## Directions for this task
Could you show each line of the records that contains the word "EphemerisResult"?

## Task data
//! Run coordination: probe, compute, cross validate or fall back, persist.
//!
//! ```text
//! Idle ─▶ Probing ─┬─▶ Validating ────┐
//!                  ├─▶ SinglePrecise ─┼─▶ Done
//!                  └─▶ Failsafe ──────┘
//! ```
//!
//! Every registered backend whose probe answers `true` is computed on tokio's blocking
//! pool. All attempts start together and share one deadline; an attempt that errors,
//! panics or misses the deadline is journaled and otherwise ignored. The first two
//! successes in registration order are cross validated; a single success is returned
//! as is; without any success the [`Failsafe`] answers.
//!
//! A run only fails when the cross validation precondition is broken, which would mean
//! a backend returned a result for another instant than the one requested.

use std::{
    sync::{Arc, Mutex},
    time::Duration,
};

use camino::Utf8PathBuf;
use hifitime::Epoch;
use serde::Serialize;
use tokio::time::{timeout_at, Instant};

use crate::{
    backend::{
        failsafe::Failsafe, horizon_backend::HorizonBackend, naif_backend::NaifBackend,
        PositionBackend,
    },
    config::{BackendKind, EngineConfig},
    constants::DEFAULT_BACKEND_TIMEOUT_SECS,
    cross_validation::{cross_validate, ConsistencyReport},
    ephem_errors::EphemError,
    ephemeris::{EngineId, EphemerisResult},
    journal::{RunEvent, RunJournal},
    probe::BackendProbe,
    snapshot::{EphemerisSnapshot, Precision, SnapshotWriter},
};

#[derive(Debug, Clone, Copy, PartialEq, Eq, Serialize)]
pub enum RunState {
    Idle,
    Probing,
    Validating,
    SinglePrecise,
    Failsafe,
    Done,
}

/// What a run produced.
#[derive(Debug, Clone, PartialEq)]
pub enum RunOutcome {
    CrossValidated {
        first: EphemerisResult,
        second: EphemerisResult,
        report: ConsistencyReport,
    },
    SinglePrecise(EphemerisResult),
    Failsafe(EphemerisResult),
}

impl RunOutcome {
    /// Result of the highest priority backend that answered.
    pub fn primary(&self) -> &EphemerisResult {
        match self {
            RunOutcome::CrossValidated { first, .. } => first,
            RunOutcome::SinglePrecise(result) | RunOutcome::Failsafe(result) => result,
        }
    }

    pub fn precision(&self) -> Precision {
        match self {
            RunOutcome::CrossValidated { .. } => Precision::CrossValidated,
            RunOutcome::SinglePrecise(_) => Precision::Single,
            RunOutcome::Failsafe(_) => Precision::Reduced,
        }
    }

    /// `multi` when cross validated, otherwise the engine of the only result.
    pub fn engine(&self) -> EngineId {
        match self {
            RunOutcome::CrossValidated { .. } => EngineId::multi(),
            RunOutcome::SinglePrecise(result) | RunOutcome::Failsafe(result) => {
                result.engine().clone()
            }
        }
    }

    pub fn consistency(&self) -> Option<&ConsistencyReport> {
        match self {
            RunOutcome::CrossValidated { report, .. } => Some(report),
            _ => None,
        }
    }

    pub fn into_snapshot(self) -> EphemerisSnapshot {
        match self {
            RunOutcome::CrossValidated {
                first,
                second,
                report,
            } => EphemerisSnapshot::cross_validated(first, second, report),
            RunOutcome::SinglePrecise(result) | RunOutcome::Failsafe(result) => {
                EphemerisSnapshot::single(result)
            }
        }
    }
}

/// Availability of one registered backend, as reported by `senkron probe`.
#[derive(Debug, Clone, PartialEq, Serialize)]
pub struct BackendStatus {
    pub engine: EngineId,
    pub available: bool,
    pub detail: String,
}

struct BackendSlot {
    probe: Arc<dyn BackendProbe>,
    backend: Arc<dyn PositionBackend>,
}

pub struct EphemerisOrchestrator {
    slots: Vec<BackendSlot>,
    failsafe: Failsafe,
    journal: Arc<dyn RunJournal>,
    timeout: Duration,
    state: Mutex<RunState>,
}

impl EphemerisOrchestrator {
    /// Orchestrator without precise backend: every run ends in the failsafe until
    /// [`with_backend`](Self::with_backend) registers one.
    pub fn new(failsafe: Failsafe, journal: Arc<dyn RunJournal>) -> Self {
        EphemerisOrchestrator {
            slots: Vec::new(),
            failsafe,
            journal,
            timeout: Duration::from_secs(DEFAULT_BACKEND_TIMEOUT_SECS),
            state: Mutex::new(RunState::Idle),
        }
    }

    /// Register a backend after the ones already registered (lower priority).
    pub fn with_backend(
        mut self,
        probe: Arc<dyn BackendProbe>,
        backend: Arc<dyn PositionBackend>,
    ) -> Self {
        self.slots.push(BackendSlot { probe, backend });
        self
    }

    pub fn with_timeout(mut self, timeout: Duration) -> Self {
        self.timeout = timeout;
        self
    }

    /// Build the JPL backends listed in `config`, in order, each behind a
    /// [`KernelProbe`](crate::probe::KernelProbe) over the ephemeris directory.
    pub fn from_config(
        config: &EngineConfig,
        journal: Arc<dyn RunJournal>,
    ) -> Result<Self, EphemError> {
        let bodies = config.body_set.bodies();
        let mut orchestrator = EphemerisOrchestrator::new(Failsafe::new(config.body_set), journal)
            .with_timeout(config.backend_timeout()?);

        for kind in &config.backends {
            let probe = config.probe(*kind);
            let backend: Arc<dyn PositionBackend> = match kind {
                BackendKind::Horizon => Arc::new(HorizonBackend::new(probe.clone(), bodies)),
                BackendKind::Naif => Arc::new(NaifBackend::new(probe.clone(), bodies)),
            };
            orchestrator = orchestrator.with_backend(Arc::new(probe), backend);
        }
        Ok(orchestrator)
    }

    /// State reached by the last (or current) run.
    pub fn state(&self) -> RunState {
        *self.state.lock().unwrap_or_else(|poisoned| poisoned.into_inner())
    }

    fn transition(&self, next: RunState) {
        *self.state.lock().unwrap_or_else(|poisoned| poisoned.into_inner()) = next;
        self.journal.record(&RunEvent::StateChanged(next));
    }

    /// Probe every registered backend without computing anything.
    pub fn probe_backends(&self) -> Vec<BackendStatus> {
        self.slots
            .iter()
            .map(|slot| BackendStatus {
                engine: slot.backend.engine_id(),
                available: slot.probe.is_available(),
                detail: slot.probe.describe(),
            })
            .collect()
    }

    /// Attempt every available backend concurrently and keep the successes, in
    /// registration order.
    async fn attempt_backends(&self, instant: Epoch) -> Vec<EphemerisResult> {
        let deadline = Instant::now() + self.timeout;
        let mut attempts = Vec::with_capacity(self.slots.len());

        for slot in &self.slots {
            let engine = slot.backend.engine_id();
            if !slot.probe.is_available() {
                self.journal.record(&RunEvent::BackendUnavailable {
                    engine,
                    detail: slot.probe.describe(),
                });
                continue;
            }
            let backend = Arc::clone(&slot.backend);
            let handle = tokio::task::spawn_blocking(move || backend.compute(instant));
            attempts.push((engine, handle));
        }

        let mut successes = Vec::with_capacity(attempts.len());
        for (engine, handle) in attempts {
            let attempt = match timeout_at(deadline, handle).await {
                Ok(Ok(computed)) => computed,
                Ok(Err(join_error)) if join_error.is_panic() => {
                    Err(EphemError::compute(engine.as_str(), "backend panicked"))
                }
                Ok(Err(join_error)) => Err(EphemError::compute(engine.as_str(), join_error)),
                Err(_elapsed) => Err(EphemError::BackendTimeout {
                    engine: engine.to_string(),
                    seconds: self.timeout.as_secs_f64(),
                }),
            };

            match attempt {
                Ok(result) => {
                    self.journal.record(&RunEvent::BackendSucceeded {
                        engine: result.engine().clone(),
                        bodies: result.len(),
                    });
                    successes.push(result);
                }
                Err(error) => self.journal.record(&RunEvent::BackendFailed {
                    engine,
                    error: error.to_string(),
                }),
            }
        }
        successes
    }

    /// Produce the best available result for `instant`.
    ///
    /// Return
    /// ----------
    /// * The outcome; backend failures never surface here.
    /// * [`EphemError::ValidationPrecondition`] if two successful results disagree on
    ///   their timestamp.
    pub async fn run(&self, instant: Epoch) -> Result<RunOutcome, EphemError> {
        self.transition(RunState::Probing);
        let mut successes = self.attempt_backends(instant).await.into_iter();

        let outcome = match (successes.next(), successes.next()) {
            (Some(first), Some(second)) => {
                self.transition(RunState::Validating);
                let report = match cross_validate(&first, &second) {
                    Ok(report) => report,
                    Err(error) => {
                        self.transition(RunState::Done);
                        return Err(error);
                    }
                };
                self.journal.record(&RunEvent::CrossValidated {
                    first: first.engine().clone(),
                    second: second.engine().clone(),
                    score: report.aggregate_score(),
                });
                RunOutcome::CrossValidated {
                    first,
                    second,
                    report,
                }
            }
            (Some(only), None) => {
                self.transition(RunState::SinglePrecise);
                RunOutcome::SinglePrecise(only)
            }
            _ => {
                self.transition(RunState::Failsafe);
                self.journal.record(&RunEvent::FailsafeEngaged);
                RunOutcome::Failsafe(self.failsafe.compute(instant))
            }
        };

        self.journal.record(&RunEvent::RunFinished {
            engine: outcome.engine(),
            precision: outcome.precision(),
        });
        self.transition(RunState::Done);
        Ok(outcome)
    }

    /// [`run`](Self::run), then write the snapshot and the summary with `writer`.
    ///
    /// Return
    /// ----------
    /// * The outcome and the snapshot path. Errors come from the precondition check or
    ///   from writing the files.
    pub async fn run_and_persist(
        &self,
        instant: Epoch,
        writer: &SnapshotWriter,
    ) -> Result<(RunOutcome, Utf8PathBuf), EphemError> {
        let outcome = self.run(instant).await?;
        let path = writer.write(&outcome.clone().into_snapshot())?;
        self.journal
            .record(&RunEvent::SnapshotWritten { path: path.clone() });
        Ok((outcome, path))
    }
}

## Answer area
    ephemeris::{EngineId, EphemerisResult},
        first: EphemerisResult,
        second: EphemerisResult,
    SinglePrecise(EphemerisResult),
    Failsafe(EphemerisResult),
    pub fn primary(&self) -> &EphemerisResult {
    async fn attempt_backends(&self, instant: Epoch) -> Vec<EphemerisResult> {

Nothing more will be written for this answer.